« Nous attendions des restrictions, mais le classement du lin fibre dans les cultures ne pouvant être cultivées qu’à partir de l’année N+3 après la betterave a été une surprise », déclare Pascal Prévost, président du Comité Technique Arvalis délégué par le Cipalin (interprofession).
En lisant le projet d’arrêté « autorisant provisoirement l’emploi de semences de betteraves sucrières traitées avec des produits phytopharmaceutiques contenant les substances actives imidaclopride ou thiamethoxam », les représentants de la filière ont eu la surprise de voir que le lin fibre a reçu la note maximum sur les critères “ressource collectée“ et “niveau d’attractivité“ dans l’avis de l’Anses (1) sur la base d’un indicateur proposé par l’ITSAP (2).
« La filière ne connaît pas l’origine des notations associées au lin fibre, considéré à ce jour sur ces critères comme faisant partie des cultures les plus “intéressantes“ pour les abeilles.
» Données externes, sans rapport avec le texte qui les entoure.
//! Core types for playback management

use melodia_core::Track;
use serde::{Deserialize, Serialize};

/// Transport status of the media output
#[derive(Debug, Clone, Copy, Default, PartialEq, Eq, Serialize, Deserialize)]
#[serde(rename_all = "lowercase")]
pub enum TransportStatus {
    /// Nothing is playing (no track, ended, or failed)
    #[default]
    Stopped,

    /// Currently playing
    Playing,

    /// Paused mid-track
    Paused,
}

/// Repeat mode
#[derive(Debug, Clone, Copy, Default, PartialEq, Eq, Serialize, Deserialize)]
#[serde(rename_all = "lowercase")]
pub enum RepeatMode {
    /// Stop when queue ends
    #[default]
    Off,

    /// Loop entire queue
    All,

    /// Loop current track only
    One,
}

impl RepeatMode {
    /// Next mode in the toggle cycle: off → all → one → off.
    #[must_use]
    pub fn cycle(self) -> Self {
        match self {
            RepeatMode::Off => RepeatMode::All,
            RepeatMode::All => RepeatMode::One,
            RepeatMode::One => RepeatMode::Off,
        }
    }
}

/// Configuration for the playback controller
#[derive(Debug, Clone, PartialEq, Serialize, Deserialize)]
#[serde(default)]
pub struct PlaybackConfig {
    /// Maximum history size (default: 50)
    pub history_size: usize,

    /// Initial volume (0.0-1.0, default: 0.8)
    pub volume: f32,

    /// Initial shuffle state (default: off)
    pub shuffle: bool,

    /// Initial repeat mode (default: Off)
    pub repeat: RepeatMode,
}

impl Default for PlaybackConfig {
    fn default() -> Self {
        Self {
            history_size: 50,
            volume: 0.8,
            shuffle: false,
            repeat: RepeatMode::Off,
        }
    }
}

/// Point-in-time view of the playback state, published to subscribers.
#[derive(Debug, Clone, Default, PartialEq, Serialize)]
#[serde(rename_all = "camelCase")]
pub struct PlaybackSnapshot {
    pub current: Option<Track>,
    pub status: TransportStatus,
    /// Seconds, as last reported by the media output
    pub elapsed: f64,
    /// Seconds; 0 until the media output reports it
    pub duration: f64,
    pub volume: f32,
    pub muted: bool,
    pub shuffle: bool,
    pub repeat: RepeatMode,
    /// A media load is pending
    pub loading: bool,
    /// Last media error, cleared by the next load
    pub error: Option<String>,
    pub queue_len: usize,
    /// Index of the current track in the queue's play order
    pub queue_position: Option<usize>,
}

impl PlaybackSnapshot {
    pub fn is_playing(&self) -> bool {
        self.status == TransportStatus::Playing
    }

    /// Nothing audible: stopped, paused, muted or at zero volume.
    pub fn is_silent(&self) -> bool {
        self.status != TransportStatus::Playing || self.muted || self.volume == 0.0
    }
}
//! Volume control
//!
//! Volume is a linear level in [0.0, 1.0] handed to the media output as-is.
//! Mute is a separate flag so unmuting restores the previous level.

/// Volume controller
#[derive(Debug, Clone, PartialEq)]
pub struct Volume {
    /// Volume level (0.0-1.0)
    level: f32,

    /// Mute state (preserves volume level)
    muted: bool,
}

impl Volume {
    /// Create new volume controller
    ///
    /// # Arguments
    /// * `level` - Initial volume, clamped into [0.0, 1.0] (NaN reads as 0.0)
    pub fn new(level: f32) -> Self {
        Self {
            level: clamp_level(level),
            muted: false,
        }
    }

    /// Set volume level. Mute state is untouched.
    pub fn set_level(&mut self, level: f32) {
        self.level = clamp_level(level);
    }

    /// Get current volume level (0.0-1.0)
    pub fn level(&self) -> f32 {
        self.level
    }

    /// Toggle mute state
    pub fn toggle_mute(&mut self) {
        self.muted = !self.muted;
    }

    /// Check if muted
    pub fn is_muted(&self) -> bool {
        self.muted
    }
}

/// Clamp into [0.0, 1.0]; NaN becomes 0.0.
pub fn clamp_level(level: f32) -> f32 {
    if level.is_nan() {
        0.0
    } else {
        level.clamp(0.0, 1.0)
    }
}
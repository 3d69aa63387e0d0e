//! Melodia Client
//!
//! HTTP client library and auth session store for the Melodia streaming API.
//!
//! # Features
//!
//! - **Transport**: bearer-token requests with uniform non-2xx error mapping
//! - **Authentication**: login, registration, logout, session restore
//! - **Catalogue**: list, search, create, delete and upload tracks
//! - **Favorites**: per-user marks with a check-then-act toggle
//! - **Admin**: dashboard, user management, cache and rate-limit tooling
//!
//! # Example
//!
//! ```ignore
//! use melodia_client::{ClientConfig, FileTokenStore, MusicClient, SessionStore};
//! use std::sync::Arc;
//!
//! #[tokio::main]
//! async fn main() -> Result<(), Box<dyn std::error::Error>> {
//!     let config = ClientConfig::load(None)?;
//!     let tokens = Arc::new(FileTokenStore::new(config.resolved_token_path()));
//!     let client = MusicClient::new(&config, tokens)?;
//!
//!     let session = SessionStore::new(client.clone());
//!     if session.check_session().await.is_none() {
//!         session.login("alice", "secret").await?;
//!     }
//!
//!     for track in client.songs().popular().await? {
//!         println!("{} - {}", track.artist, track.title);
//!     }
//!     Ok(())
//! }
//! ```

mod admin;
mod auth;
pub mod claims;
mod client;
mod config;
mod error;
mod favorites;
mod session;
mod songs;
mod token;
mod types;
mod users;

// Re-export main types
pub use client::MusicClient;
pub use config::ClientConfig;
pub use error::{AuthError, ClientError, HttpError, Result};
pub use session::{SessionState, SessionStore};
pub use token::{FileTokenStore, MemoryTokenStore, TokenStore, TOKEN_KEY};
pub use types::{LoginResponse, UploadMetadata};

pub use claims::decode_roles;

// Re-export sub-clients for direct use if needed
pub use admin::AdminClient;
pub use auth::AuthClient;
pub use favorites::FavoritesClient;
pub use songs::SongsClient;
pub use users::UserClient;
Or avec une floraison qui dure 1 à 3 semaines et des fleurs qui ne sont présentes que quelques heures par jour, le lin fibre n’est que très peu visité par les abeilles et la culture du lin fibre n’est pas jugée intéressante ni reconnue pour la production de miel », poursuit Pascal Prévost. « On n’a jamais vu de miel de lin ! »
Avec 141 400 ha semés en 2020, la France est aujourd’hui leader mondial de la production de fibres de lin, dont la culture génère une activité économique importante dans les régions Normandie, Hauts-de-France et Île-de-France, régions où la betterave sucrière est largement présente. « Le marché du lin est en plein redressement et il est fort probable que pour la campagne 2022-2023, nous ayons besoin de retrouver le niveau de surfaces d’avant la crise de la Covid-19. Il serait dommage de limiter notre capacité à répondre à une demande », analyse Pascal Prévost.
L’enquête “Pratiques culturales“ 2017 menée par les services statistiques du ministère de l’Agriculture et de l’Alimentation, met ainsi en évidence que sur les 291 parcelles de lin fibre enquêtées en 2017 (N), 20 % d’entre elles étaient en betteraves sucrières en 2015 (N-2).
« Le lin fibre est par essence une culture de diversification des assolements des bassins de production du Nord-Ouest, offrant une rupture dans le cycle des bioagresseurs des grandes cultures et permettant d’allonger les rotations, ajoute Bertrand Gomart, président de l’Association générale des producteurs de lin (AGPL).
Cultiver le lin en N+2
Pour soutenir sa demande de classement en N+2, la filière lin fibre a délégué l’expertise et la R&D agronomique à Arvalis-Institut du Végétal. « Nous travaillons actuellement avec eux pour étayer nos propos par des éléments scientifiques qui permettraient de repositionner le lin fibre à sa juste place en tant que culture ne présentant pas d’intérêt mellifère, en N+2 après betteraves sucrières », explique Sophie Mayer, déléguée générale du Cipalin.
La filière assure rester en lien direct avec les autres interprofessions impliquées dans ce dossier pour favoriser une rotation des cultures diversifiée. « Les relations entre la filière betterave et la filière lin fibre sont constructives pour élaborer ensemble, une argumentation cohérente qui repose sur des données scientifiques et vérifiées », ajoute Pascal Prévost.
Et Bertrand Gomart de conclure : « d’ailleurs toutes les filières défendent la même position ; que ce soit le lin, le colza, le maïs, la pomme de terre et la betterave. Nous espérons que les intérêts et la pérennité de nos filières cousines seront préservés. »
(1) Agence nationale de sécurité sanitaire.
(2) Institut technique et scientifique de l’apiculture.